Unless the operator leaves the container at the customer’s home or business, the container is generally picked up from the customer's location, placed on a truck, and returned to a warehouse, where it is stored with all of the company's other containers. At some point, the operator puts the box back on the truck and returns it to the customer.
While the box is on the truck, the operator has arguably taken “care, custody and control” of the rented container. Inherent with that is bailment liability, such as if the box is damaged while being placed on the truck, during transit or when it’s being unloaded. Similarly, if the box is placed in the operator’s warehouse where the customer doesn’t have access, there is again care, custody and control or bailment.
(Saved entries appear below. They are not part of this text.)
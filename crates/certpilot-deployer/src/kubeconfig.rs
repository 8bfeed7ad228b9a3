//! Kubeconfig parsing
//!
//! Cluster credentials are stored as whole kubeconfig documents. Resolving
//! one picks a context (the requested one or `current-context`) and returns
//! the API server, CA bundle and client authentication for it. Only
//! embedded credentials are honoured: token, client certificate data and
//! basic auth. Exec plugins are rejected.

use base64::{engine::general_purpose::STANDARD as BASE64, Engine};
use serde::Deserialize;
use tracing::debug;

#[derive(Debug, thiserror::Error)]
pub enum KubeconfigError {
    #[error("Failed to parse kubeconfig YAML: {0}")]
    Parse(#[from] serde_yaml::Error),
    #[error("No current context set in kubeconfig")]
    NoCurrentContext,
    #[error("Context '{0}' not found")]
    ContextNotFound(String),
    #[error("Cluster '{0}' not found")]
    ClusterNotFound(String),
    #[error("User '{0}' not found")]
    UserNotFound(String),
    #[error("Failed to decode base64: {0}")]
    Base64(#[from] base64::DecodeError),
    #[error("Unsupported authentication for user '{0}': {1}")]
    UnsupportedAuth(String, String),
}

#[derive(Debug, Clone, Deserialize)]
#[serde(rename_all = "kebab-case")]
pub struct Kubeconfig {
    pub current_context: Option<String>,
    #[serde(default)]
    pub clusters: Vec<NamedCluster>,
    #[serde(default)]
    pub contexts: Vec<NamedContext>,
    #[serde(default)]
    pub users: Vec<NamedUser>,
}

#[derive(Debug, Clone, Deserialize)]
pub struct NamedCluster {
    pub name: String,
    pub cluster: ClusterConfig,
}

#[derive(Debug, Clone, Deserialize)]
#[serde(rename_all = "kebab-case")]
pub struct ClusterConfig {
    pub server: String,
    pub certificate_authority_data: Option<String>,
    #[serde(default)]
    pub insecure_skip_tls_verify: bool,
}

#[derive(Debug, Clone, Deserialize)]
pub struct NamedContext {
    pub name: String,
    pub context: ContextConfig,
}

#[derive(Debug, Clone, Deserialize)]
pub struct ContextConfig {
    pub cluster: String,
    pub user: String,
    pub namespace: Option<String>,
}

#[derive(Debug, Clone, Deserialize)]
pub struct NamedUser {
    pub name: String,
    #[serde(default)]
    pub user: UserConfig,
}

#[derive(Debug, Clone, Default, Deserialize)]
#[serde(rename_all = "kebab-case")]
pub struct UserConfig {
    pub token: Option<String>,
    pub client_certificate_data: Option<String>,
    pub client_key_data: Option<String>,
    pub username: Option<String>,
    pub password: Option<String>,
    pub exec: Option<serde_yaml::Value>,
    pub token_file: Option<String>,
}

#[derive(Clone)]
pub enum KubeAuth {
    Token(String),
    /// PEM certificate and key
    ClientCert { cert: Vec<u8>, key: Vec<u8> },
    Basic { username: String, password: String },
    None,
}

impl std::fmt::Debug for KubeAuth {
    fn fmt(&self, f: &mut std::fmt::Formatter<'_>) -> std::fmt::Result {
        match self {
            KubeAuth::Token(_) => f.write_str("Token(<redacted>)"),
            KubeAuth::ClientCert { .. } => f.write_str("ClientCert(<redacted>)"),
            KubeAuth::Basic { username, .. } => write!(f, "Basic({})", username),
            KubeAuth::None => f.write_str("None"),
        }
    }
}

#[derive(Debug, Clone)]
pub struct ResolvedKubeConfig {
    pub server: String,
    /// PEM CA bundle
    pub ca_cert: Option<Vec<u8>>,
    pub auth: KubeAuth,
    pub namespace: Option<String>,
    pub insecure_skip_tls_verify: bool,
}

impl Kubeconfig {
    #[allow(clippy::should_implement_trait)]
    pub fn from_str(content: &str) -> Result<Self, KubeconfigError> {
        Ok(serde_yaml::from_str(content)?)
    }

    /// Resolves `context`, or `current-context` when `None`.
    pub fn resolve(&self, context: Option<&str>) -> Result<ResolvedKubeConfig, KubeconfigError> {
        let context_name = match context {
            Some(name) => name.to_string(),
            None => self
                .current_context
                .clone()
                .filter(|c| !c.is_empty())
                .ok_or(KubeconfigError::NoCurrentContext)?,
        };

        let context = self
            .contexts
            .iter()
            .find(|c| c.name == context_name)
            .map(|c| &c.context)
            .ok_or_else(|| KubeconfigError::ContextNotFound(context_name.clone()))?;
        let cluster = self
            .clusters
            .iter()
            .find(|c| c.name == context.cluster)
            .map(|c| &c.cluster)
            .ok_or_else(|| KubeconfigError::ClusterNotFound(context.cluster.clone()))?;
        let user = self
            .users
            .iter()
            .find(|u| u.name == context.user)
            .map(|u| &u.user)
            .ok_or_else(|| KubeconfigError::UserNotFound(context.user.clone()))?;

        debug!(
            context = %context_name,
            cluster = %context.cluster,
            server = %cluster.server,
            "Resolved kubeconfig context"
        );

        let ca_cert = cluster
            .certificate_authority_data
            .as_deref()
            .map(|data| BASE64.decode(data.trim()))
            .transpose()?;

        Ok(ResolvedKubeConfig {
            server: cluster.server.trim_end_matches('/').to_string(),
            ca_cert,
            auth: resolve_auth(&context.user, user)?,
            namespace: context.namespace.clone(),
            insecure_skip_tls_verify: cluster.insecure_skip_tls_verify,
        })
    }
}

fn resolve_auth(name: &str, user: &UserConfig) -> Result<KubeAuth, KubeconfigError> {
    if let Some(token) = user.token.as_ref().filter(|t| !t.is_empty()) {
        return Ok(KubeAuth::Token(token.clone()));
    }

    if let (Some(cert), Some(key)) = (&user.client_certificate_data, &user.client_key_data) {
        return Ok(KubeAuth::ClientCert {
            cert: BASE64.decode(cert.trim())?,
            key: BASE64.decode(key.trim())?,
        });
    }

    if let (Some(username), Some(password)) = (&user.username, &user.password) {
        return Ok(KubeAuth::Basic {
            username: username.clone(),
            password: password.clone(),
        });
    }

    if user.exec.is_some() {
        return Err(KubeconfigError::UnsupportedAuth(
            name.to_string(),
            "exec credential plugins".to_string(),
        ));
    }
    if user.token_file.is_some() {
        return Err(KubeconfigError::UnsupportedAuth(
            name.to_string(),
            "token files; embed the token instead".to_string(),
        ));
    }

    Ok(KubeAuth::None)
}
So, does that “care, custody and control” matter under the law? The answer is yes. Due to the bailment obligation, the operator must carry specialized insurance that covers the stored property during its transportation and storage at the warehouse. The type of insurance is different from customers’ goods legal liability insurance, common in the self-storage industry. Since the operator is taking care, custody or control of the goods, he needs cargo coverage as well as property, casualty and liability coverage. Having the right insurance is key to protecting the operator from risks that are not otherwise considered.
Mobile-storage is a dynamic business that has revolutionized the service of moving and storage. Some issues relating to mobile storage have not been settled, but operators can avoid certain liabilities by starting with a strong agreement and having the right insurance. After that, it’s all about service to the customer.
Scott Zucker is a partner in the law firm of Weissmann & Zucker, P.C. in Atlanta, where he specializes in business litigation with an emphasis on real estate, landlord-tenant and construction law. He’s a frequent lecturer at self-storage events and the author of Legal Topics in Self-Storage: A Sourcebook for Owners and Managers. He’s also a partner in the Self-Storage Legal Network, a subscription-based legal service for self-storage owners and managers. He can be reached at 404.364.4626; e-mail firstname.lastname@example.org.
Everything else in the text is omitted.